A five-year old girl has been missing for six months. The only suspect lives next door to Grace, the brilliant protagonist of Sharon Doering’s suspense-thriller. Grace’s genius mind goes into primal overdrive to discover the truth and protect her own children. Doering, a former science professor, unleashes emotional tidal waves with surgically-precise prose and plotting. Doering talked to Library Journal about art and science.
SHE LIES CLOSE is a bona fide page-turner. What are your techniques for keeping readers spellbound?
I threw the kitchen sink at this book. My focus was making it as intense as possible. I really wanted an editor to not be able to put my book down. My desperation to get published oozed into Grace’s desperation. If nothing momentous happened during a chapter, I deleted it.
How does your science training influence your creative process?
Science and art both involve asking strange questions and exploring reality from alternative perspectives. The content is different, the purpose is different, but the exploration can be wildly creative for both. I guess I approach the work in a similar, self-disciplined way. Lots of reading. Lots of processing. Science always sneaks into my fiction.
During your first meeting, what would you say to the SHE LIES CLOSE movie director to make sure they got it right?
I would say: Grace is your neighbor or your friend or your sister. She is funny and is trying to be a good parent -- her world revolves around her kids -- but she hits a point where she is feeling so stretched, exhausted, desperate, terrorized, she isn't thinking straight. That transformation is important.
Grace says, “I don’t mean to be a vulture, but I am. I gobble up tragedy, shove it into my mouth hastily, sloppily, with my hands.” Why is tragedy so irresistible and delicious?
Tragedy, when it's not ours, gives us a jolt of adrenaline, makes us feel alive, helps us appreciate what we have. Tragedy is also Grace’s playbook. She makes her decisions based on tragedies she's familiar with. In this day and age of connectivity, she is overwhelmed with too many stories of tragedy.
Grace says, “Well-meaning media terrorizes my mind.” Do you have any serenity tips for handling stressful news days?
Put the phone down. Turn off the TV. Disconnect. That's what I tell myself. If only I listened!

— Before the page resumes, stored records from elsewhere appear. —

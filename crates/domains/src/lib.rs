//! Entities, errors and ports of the pairpoints backend.
//!
//! Nothing in this crate performs I/O; adapters implement the traits in
//! [`ports`] and services orchestrate them.

pub mod errors;
pub mod models;
pub mod ports;
pub mod store;

// Re-exporting for easier access in other crates
pub use errors::*;
pub use models::*;
pub use ports::*;
pub use store::{Collection, Document, Filter, Query, SortOrder, Store, Transaction};
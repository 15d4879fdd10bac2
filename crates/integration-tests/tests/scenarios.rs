use domains::{Conflict, DomainError, Filter, Item, ItemStatus, Query, Record, RecordType, Task, TaskStatus, TaskType, User};
use integration_tests::*;
use services::{HistoryFilter, PageRequest, PurchaseRequest, TaskAction, TaskProgress};

#[tokio::test]
async fn reward_lifecycle_with_revoke_and_redo() {
    let store = memory_store();
    let svc = services(&store);
    paired(&svc, ALICE, BOB).await;

    let task = publish(&svc, ALICE, BOB, TaskType::Reward, 30).await;
    let progress = svc.tasks.advance(BOB, &task.id, None).await.unwrap();
    assert_eq!(progress, TaskProgress::Submitted { status: TaskStatus::WaitingConfirmation });
    let progress = svc.tasks.advance(ALICE, &task.id, None).await.unwrap();
    assert_eq!(progress, TaskProgress::Confirmed { points: 30 });
    assert_eq!(balance(&store, BOB).await, 30);

    let reopened = svc.tasks.revoke(ALICE, &task.id).await.unwrap();
    assert_eq!(reopened.status, TaskStatus::Pending);
    assert!(!reopened.settled);
    assert_eq!(balance(&store, BOB).await, 0);

    // A reopened reward can be completed again.
    svc.tasks.advance(ALICE, &task.id, Some(TaskAction::Confirm)).await.unwrap();
    assert_eq!(balance(&store, BOB).await, 30);

    let records: Vec<Record> = store.find(&Query::new(Filter::eq("taskId", task.id.as_str()))).await.unwrap();
    let mut amounts: Vec<i64> = records.iter().map(|r| r.amount).collect();
    amounts.sort_unstable();
    assert_eq!(amounts, vec![-30, 30, 30]);
    assert!(records.iter().any(|r| r.kind == RecordType::Revoke && r.reason.starts_with("[revoke] ")));
    assert_reconciled(&store, BOB).await;
}

#[tokio::test]
async fn penalty_settles_on_confirm_and_refunds_on_revoke() {
    let store = memory_store();
    let svc = services(&store);
    paired(&svc, ALICE, BOB).await;

    let task = publish(&svc, ALICE, BOB, TaskType::Penalty, 20).await;
    assert_eq!(balance(&store, BOB).await, 0, "publishing moves no points");

    svc.tasks.confirm(ALICE, &task.id).await.unwrap();
    assert_eq!(balance(&store, BOB).await, -20);

    let revoked = svc.tasks.revoke(ALICE, &task.id).await.unwrap();
    assert_eq!(revoked.status, TaskStatus::Revoked);
    assert_eq!(balance(&store, BOB).await, 0);

    let err = svc.tasks.revoke(ALICE, &task.id).await.unwrap_err();
    assert_eq!(err.conflict(), Some(Conflict::AlreadyRevoked));
    assert_eq!(balance(&store, BOB).await, 0);
    assert_reconciled(&store, BOB).await;
}

#[tokio::test]
async fn revoking_an_unsettled_task_moves_no_points() {
    let store = memory_store();
    let svc = services(&store);
    paired(&svc, ALICE, BOB).await;

    let task = publish(&svc, ALICE, BOB, TaskType::Reward, 15).await;
    svc.tasks.submit(BOB, &task.id).await.unwrap();
    let revoked = svc.tasks.revoke(ALICE, &task.id).await.unwrap();
    assert_eq!(revoked.status, TaskStatus::Revoked);

    let records: Vec<Record> = store.find(&Query::new(Filter::eq("userId", BOB))).await.unwrap();
    assert!(records.is_empty());
    let err = svc.tasks.confirm(ALICE, &task.id).await.unwrap_err();
    assert_eq!(err.conflict(), Some(Conflict::TaskStatus));
}

#[tokio::test]
async fn purchases_need_funds_and_items_redeem_once() {
    let store = memory_store();
    let svc = services(&store);
    paired(&svc, ALICE, BOB).await;
    grant(&svc, ALICE, BOB, 50).await;
    let gift_id = add_gift(&svc, ALICE, "massage", 40).await;

    let item = svc.gifts.purchase(BOB, PurchaseRequest::Catalog { gift_id: gift_id.clone() }).await.unwrap();
    assert_eq!(item.points, 40);
    assert_eq!(item.gift_id.as_deref(), Some(gift_id.as_str()));
    assert_eq!(balance(&store, BOB).await, 10);

    let purchase: Record = store.get(item.purchase_record_id.as_deref().unwrap()).await.unwrap().unwrap();
    assert_eq!(purchase.amount, -40);
    assert_eq!(purchase.reason, "exchange: massage");
    assert_eq!(purchase.item_id.as_deref(), Some(item.id.as_str()));

    let err = svc.gifts.purchase(BOB, PurchaseRequest::Catalog { gift_id }).await.unwrap_err();
    assert_eq!(err.conflict(), Some(Conflict::InsufficientPoints));
    assert_eq!(balance(&store, BOB).await, 10);
    assert_eq!(svc.gifts.list_items(BOB).await.unwrap().len(), 1);

    let err = svc.gifts.redeem(ALICE, &item.id).await.unwrap_err();
    assert!(matches!(err, DomainError::NotFound("item")));

    let used = svc.gifts.redeem(BOB, &item.id).await.unwrap();
    assert_eq!(used.status, ItemStatus::Used);
    let err = svc.gifts.redeem(BOB, &item.id).await.unwrap_err();
    assert_eq!(err.conflict(), Some(Conflict::ItemAlreadyUsed));

    let stored: Item = store.get(&item.id).await.unwrap().unwrap();
    assert!(stored.use_time.is_some());
    assert_eq!(balance(&store, BOB).await, 10, "redeeming is free");
    assert_reconciled(&store, BOB).await;

    let history = svc.history.exchange_history(BOB, HistoryFilter::Used, PageRequest::new(None, None, 20)).await.unwrap();
    assert_eq!(history.total, 1);
    let entry = &history.data[0];
    assert_eq!(entry.id, item.id);
    assert!(!entry.ambiguous);
    assert_eq!(entry.use_record.as_ref().map(|u| u.receiver.as_str()), Some("partner"));
}

#[tokio::test]
async fn catalog_edits_do_not_touch_owned_items() {
    let store = memory_store();
    let svc = services(&store);
    paired(&svc, ALICE, BOB).await;
    grant(&svc, ALICE, BOB, 100).await;
    let gift_id = add_gift(&svc, ALICE, "movie night", 30).await;
    let item = svc.gifts.purchase(BOB, PurchaseRequest::Catalog { gift_id: gift_id.clone() }).await.unwrap();

    svc.gifts.upsert(BOB, services::GiftCommand::Delete { gift_id }).await.unwrap();
    let kept: Item = store.get(&item.id).await.unwrap().unwrap();
    assert_eq!(kept.name, "movie night");
    svc.gifts.redeem(BOB, &item.id).await.unwrap();
}

#[tokio::test]
async fn pairing_is_exclusive() {
    let store = memory_store();
    let svc = services(&store);
    create_users(&svc, &[ALICE, BOB, CAROL]).await;

    svc.pairing.bind(BOB, &code_of(ALICE)).await.unwrap();
    let err = svc.pairing.bind(CAROL, &code_of(ALICE)).await.unwrap_err();
    assert_eq!(err.conflict(), Some(Conflict::PartnerHasPartner));

    let carol: User = store.get(CAROL).await.unwrap().unwrap();
    assert_eq!(carol.partner_id, None);
    let alice: User = store.get(ALICE).await.unwrap().unwrap();
    assert_eq!(alice.partner_id.as_deref(), Some(BOB));

    let err = svc
        .tasks
        .publish(CAROL, services::NewTask { title: "solo".into(), points: 5, kind: TaskType::Reward, target_id: None })
        .await
        .unwrap_err();
    assert_eq!(err.conflict(), Some(Conflict::NotPaired));
}

#[tokio::test]
async fn tasks_are_listed_for_creator_and_target_only() {
    let store = memory_store();
    let svc = services(&store);
    paired(&svc, ALICE, BOB).await;
    create_users(&svc, &[CAROL]).await;

    publish(&svc, ALICE, BOB, TaskType::Reward, 5).await;
    publish(&svc, ALICE, ALICE, TaskType::Reward, 5).await;

    assert_eq!(svc.tasks.list(ALICE).await.unwrap().len(), 2);
    let bobs: Vec<Task> = svc.tasks.list(BOB).await.unwrap();
    assert_eq!(bobs.len(), 1);
    assert!(svc.tasks.list(CAROL).await.unwrap().is_empty());
}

Graces watches the missing girl’s YouTube video “as a cautionary tale, as a reminder to not put our children on display.” As a mother, what advice do you have for parents in the Internet Age?
I have high schoolers now, and they don't post on social media. So, if I started posting photos of them, they’d be like, “What the hell, Mom? Not cool.” I think we drilled it into their heads years ago, Once you put it online, it's out there forever. Watch it, watch it!!! We might have turned them off to social media. I think it's harmless the way most people post about their kids on social media. It's a lovely form of connection. I just twisted it into a “cautionary tale” to serve the story.
Early on, bats bite Grace. Later she says, “bats are certainly demons sent from underground hell-caves to spread disease, fear, and chaos.” How does it feel to be so prophetic?
Creepy, right? Damn bats. But I don't think about it as prophetic because all these other diseases have been jumping species from bats to humans for a long time, so within the realm of science, it's just known. Bats are notorious super-hosts for zoonosis, but viruses are frequently jumping from other animals (pigs and chickens) too.
In your previous work as a xenotransplantation researcher, did you study xenozoonosis? What can you tell us about the initial moments of the COVID-19 pandemic?
I used to teach a class called The Biology of AIDS. The University of California television has a great lecture on the origin of HIV. It gives a great feel for how zoonosis happens and how there are so many factors involved (politics, social, cultural). It's not just about the science. Overpopulation and poverty drive pandemics. When you have animals and people in close and frequent contact, humans exposed to the animals’ blood and excrement, you get the opportunity for viruses to jump. Sadly, as long as the social issues aren’t addressed, we will be at risk for pandemics like COVID-19.